D’autres disaient : « M. Littré est un penseur isolé. — C’est un chef d’école, ripostait Mgr Dupanloup, et son influence est considérable sur la jeunesse et le parti ouvrier. — C’est l’écrivain laborieux, c’est le philosophe, c’est l’auteur du Dictionnaire que nous voulons nommer. — Alors, si vous en faites le secrétaire perpétuel de votre Dictionnaire, c’est lui qui imposera les définitions de l’Ame, de la Liberté, de la Pensée, de l’Intelligence, de la Perception, de la Volonté, de Dieu ! »

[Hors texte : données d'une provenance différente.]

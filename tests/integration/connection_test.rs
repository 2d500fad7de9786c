// tests/integration/connection_test.rs

//! Connection lifecycle: reuse, reconnect and serialization of exchanges.

use crate::integration::fixtures::{
    HANGUP, PeerEvent, TEST_TOKEN, spawn_envelope_peer, spawn_length_prefixed_echo,
};
use crate::integration::test_helpers::running_transport;
use async_trait::async_trait;
use linkcore::connection::{
    Connection, ConnectionOptions, Connector, HslTransport, LengthPrefixedTransport, TcpConnector,
};
use linkcore::core::protocol::hsl::{HEADER_LENGTH, opcodes};
use linkcore::core::{AnyStream, LinkError};
use std::io;
use std::net::SocketAddr;
use std::sync::Arc;
use std::sync::atomic::{AtomicUsize, Ordering};
use std::time::Duration;
use tokio::io::{AsyncReadExt, AsyncWriteExt};
use tokio::net::TcpListener;

/// Fails every attempt, optionally after a delay, counting the attempts.
struct FailingConnector {
    attempts: AtomicUsize,
    delay: Duration,
}

impl FailingConnector {
    fn new(delay: Duration) -> Arc<Self> {
        Arc::new(Self {
            attempts: AtomicUsize::new(0),
            delay,
        })
    }
}

#[async_trait]
impl Connector for FailingConnector {
    async fn connect(&self, _endpoint: &str) -> io::Result<(AnyStream, Option<SocketAddr>)> {
        self.attempts.fetch_add(1, Ordering::SeqCst);
        tokio::time::sleep(self.delay).await;
        Err(io::Error::new(io::ErrorKind::ConnectionRefused, "refused"))
    }
}

/// Counts successful dials on top of plain TCP.
#[derive(Default)]
struct CountingConnector {
    dials: AtomicUsize,
}

#[async_trait]
impl Connector for CountingConnector {
    async fn connect(&self, endpoint: &str) -> io::Result<(AnyStream, Option<SocketAddr>)> {
        self.dials.fetch_add(1, Ordering::SeqCst);
        TcpConnector.connect(endpoint).await
    }
}

fn accepted(events: &[PeerEvent]) -> usize {
    events.iter().filter(|e| **e == PeerEvent::Accepted).count()
}

#[tokio::test]
async fn ephemeral_connection_dials_per_operation() {
    let (addr, events) = spawn_length_prefixed_echo(Duration::ZERO).await;
    let connection = Connection::new(addr.to_string(), LengthPrefixedTransport, running_transport());
    assert!(!connection.is_persistent());

    for payload in [b"one".as_slice(), b"two", b"three"] {
        let reply = connection.read_from_core_server(payload).await.unwrap();
        assert_eq!(reply, payload);
    }
    tokio::time::sleep(Duration::from_millis(50)).await;
    assert_eq!(accepted(&events.lock()), 3);
}

#[tokio::test]
async fn persistent_connection_reuses_its_socket() {
    let (addr, events) = spawn_length_prefixed_echo(Duration::ZERO).await;
    let connection = Connection::new(addr.to_string(), LengthPrefixedTransport, running_transport());
    connection.connect_server().await.unwrap();
    assert!(connection.is_persistent());

    for i in 0..5u8 {
        let reply = connection.read_from_core_server(&[i; 16]).await.unwrap();
        assert_eq!(reply, vec![i; 16]);
    }
    assert_eq!(accepted(&events.lock()), 1);

    connection.connect_close().await.unwrap();
    assert!(!connection.is_persistent());
    assert!(!connection.is_in_error());
}

#[tokio::test]
async fn concurrent_exchanges_never_interleave() {
    let (addr, events) = spawn_length_prefixed_echo(Duration::from_millis(30)).await;
    let connection = Arc::new(
        Connection::new(addr.to_string(), LengthPrefixedTransport, running_transport())
            .with_options(ConnectionOptions {
                persistent: true,
                ..ConnectionOptions::default()
            }),
    );
    assert!(connection.is_persistent());

    let mut tasks = Vec::new();
    for i in 0..4u8 {
        let connection = connection.clone();
        tasks.push(tokio::spawn(async move {
            let payload = vec![i; 1024];
            let reply = connection.read_from_core_server(&payload).await.unwrap();
            assert_eq!(reply, payload);
        }));
    }
    for task in tasks {
        task.await.unwrap();
    }

    // Every request is answered before the next one reaches the peer.
    let events = events.lock().clone();
    let exchanges: Vec<_> = events
        .into_iter()
        .filter(|e| *e != PeerEvent::Accepted)
        .collect();
    assert_eq!(exchanges.len(), 8);
    for pair in exchanges.chunks(2) {
        match pair {
            [PeerEvent::Received(a), PeerEvent::Replied(b)] => assert_eq!(a, b),
            other => panic!("interleaved exchange: {other:?}"),
        }
    }
}

#[tokio::test]
async fn fast_connect_failure_is_retried_exactly_once() {
    let connector = FailingConnector::new(Duration::ZERO);
    let connection = Connection::new("10.255.0.1:502", LengthPrefixedTransport, running_transport())
        .with_connector(connector.clone());

    let err = connection.read_from_core_server(b"ping").await.unwrap_err();
    assert!(matches!(err, LinkError::Connection { .. }), "got {err:?}");
    assert!(err.code() < 0);
    assert_eq!(connector.attempts.load(Ordering::SeqCst), 2);
}

#[tokio::test]
async fn slow_connect_failure_is_not_retried() {
    let connector = FailingConnector::new(Duration::from_millis(600));
    let connection = Connection::new("10.255.0.1:502", LengthPrefixedTransport, running_transport())
        .with_connector(connector.clone());

    assert!(connection.read_from_core_server(b"ping").await.is_err());
    assert_eq!(connector.attempts.load(Ordering::SeqCst), 1);
}

#[tokio::test]
async fn connect_timeout_surfaces_as_connect_timeout() {
    let connector = FailingConnector::new(Duration::from_secs(30));
    let connection = Connection::new("10.255.0.1:502", LengthPrefixedTransport, running_transport())
        .with_connector(connector.clone())
        .with_options(ConnectionOptions {
            connect_timeout: Duration::from_millis(200),
            ..ConnectionOptions::default()
        });

    let err = connection.connect_server().await.unwrap_err();
    assert!(matches!(err, LinkError::ConnectTimeout { .. }), "got {err:?}");
    assert!(connection.is_in_error());
    assert_eq!(connector.attempts.load(Ordering::SeqCst), 1);
}

#[tokio::test]
async fn broken_persistent_socket_is_replaced_on_next_call() {
    let (addr, _events) = spawn_length_prefixed_echo(Duration::ZERO).await;
    let connector = Arc::new(CountingConnector::default());
    let connection = Connection::new(addr.to_string(), LengthPrefixedTransport, running_transport())
        .with_connector(connector.clone())
        .with_options(ConnectionOptions {
            receive_timeout: Some(Duration::from_millis(300)),
            ..ConnectionOptions::default()
        });
    connection.connect_server().await.unwrap();
    assert_eq!(connection.read_from_core_server(b"a").await.unwrap(), b"a");

    let err = connection.read_from_core_server(HANGUP).await.unwrap_err();
    assert!(err.is_connection_error(), "got {err:?}");
    assert!(connection.is_in_error());
    assert!(connection.is_persistent());

    assert_eq!(connection.read_from_core_server(b"b").await.unwrap(), b"b");
    assert!(!connection.is_in_error());
    assert_eq!(connector.dials.load(Ordering::SeqCst), 2);
}

#[tokio::test]
async fn no_response_mode_returns_after_sending() {
    let (addr, events) = spawn_length_prefixed_echo(Duration::ZERO).await;
    let connection = Connection::new(addr.to_string(), LengthPrefixedTransport, running_transport())
        .with_options(ConnectionOptions {
            receive_timeout: None,
            ..ConnectionOptions::default()
        });

    let reply = connection.read_from_core_server(b"fire").await.unwrap();
    assert!(reply.is_empty());
    tokio::time::sleep(Duration::from_millis(50)).await;
    assert!(
        events
            .lock()
            .contains(&PeerEvent::Received(b"fire".to_vec()))
    );
}

#[tokio::test]
async fn wrong_reply_opcode_invalidates_persistent_socket() {
    let (addr, accepted) = spawn_envelope_peer(opcodes::USER_BYTES).await;
    let connection = Connection::new(addr.to_string(), HslTransport::new(TEST_TOKEN), running_transport());
    connection.connect_server().await.unwrap();

    let err = connection.read_string(0, "status").await.unwrap_err();
    assert_eq!(
        err,
        LinkError::OpcodeMismatch {
            expected: opcodes::USER_STRING,
            received: opcodes::USER_BYTES,
        }
    );
    assert!(connection.is_in_error());
    assert!(connection.is_persistent());

    // The next call must dial again rather than reuse the rejected socket.
    let reply = connection.read_bytes(0, &[1, 2, 3]).await.unwrap();
    assert_eq!(reply.as_ref(), &[1, 2, 3]);
    assert!(!connection.is_in_error());
    assert_eq!(accepted.load(Ordering::SeqCst), 2);
}

#[tokio::test]
async fn undecodable_reply_marks_connection_in_error() {
    let listener = TcpListener::bind("127.0.0.1:0").await.unwrap();
    let addr = listener.local_addr().unwrap();
    let accepted = Arc::new(AtomicUsize::new(0));
    let counter = accepted.clone();
    tokio::spawn(async move {
        while let Ok((mut stream, _)) = listener.accept().await {
            counter.fetch_add(1, Ordering::SeqCst);
            tokio::spawn(async move {
                let mut request = vec![0u8; HEADER_LENGTH + 4];
                while stream.read_exact(&mut request).await.is_ok() {
                    // A header that declares a negative content length.
                    let mut reply = request[..HEADER_LENGTH].to_vec();
                    reply[24..28].copy_from_slice(&(-1i32).to_le_bytes());
                    if stream.write_all(&reply).await.is_err() {
                        return;
                    }
                }
            });
        }
    });

    let connection = Connection::new(addr.to_string(), HslTransport::new(TEST_TOKEN), running_transport());
    connection.connect_server().await.unwrap();

    let err = connection
        .self_check_request(opcodes::USER_BYTES, 0, vec![9u8; 4])
        .await
        .unwrap_err();
    assert!(matches!(err, LinkError::Protocol(_)), "got {err:?}");
    assert!(connection.is_in_error());

    assert!(connection.read_bytes(0, &[7u8; 4]).await.is_err());
    assert_eq!(accepted.load(Ordering::SeqCst), 2);
}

En terminant son discours, l’évêque d’Orléans s’écria, profondément ému : « Quoi ! messieurs, vous voulez sauver la France, et c’est ainsi que vous vous y prenez ! Une glorification solennelle du matérialisme et du socialisme, voilà ce que vous imaginez pour elle en ce moment ! On a enlevé à ce malheureux pays la paix et les croyances ; et le peu qui lui reste, Dieu, l’âme, la loi, la liberté morale, la vie future, vous les lui ôtez ! Que voulez-vous donc encore ? Et quel coup faut-il que vous receviez ?... Ah ! ce n’est pas tant mon Eglise, c’est notre Maison que l’on dévaste ! Et il faut que ce soit moi qui vienne ici la défendre ! Et toutes ces choses qui sont de votre domaine, la raison, la philosophie, la société, la base de vos institutions, voilà ce que je défends et ce que vous livrez, en couronnant ceux qui la menacent ! » Il regrettait l’absence de Victor Cousin, parce que lui, évêque, prenait en ce moment la défense de la philosophie, et qu’il y a huit ans, au sujet de la même candidature. Cousin lui avait dit : « Vous parlez pour nous ! » Il ajoutait que le philosophe avait, à l’Académie des Sciences morales, fait la même campagne que lui contre un candidat athée et matérialiste, en s’exprimant ainsi : « Il est inéligible, à moins que l’Académie ne veuille abandonner toute direction sur les travaux de la jeunesse et enlever toute signification à l’honneur d’être admis dans son sein. » L’évêque d’Orléans adjurait ses confrères de ne pas voter pour M. Littré, car, après ce vote, on dirait : « Qui donc pouvez-vous arrêter sur le seuil de votre Académie ? »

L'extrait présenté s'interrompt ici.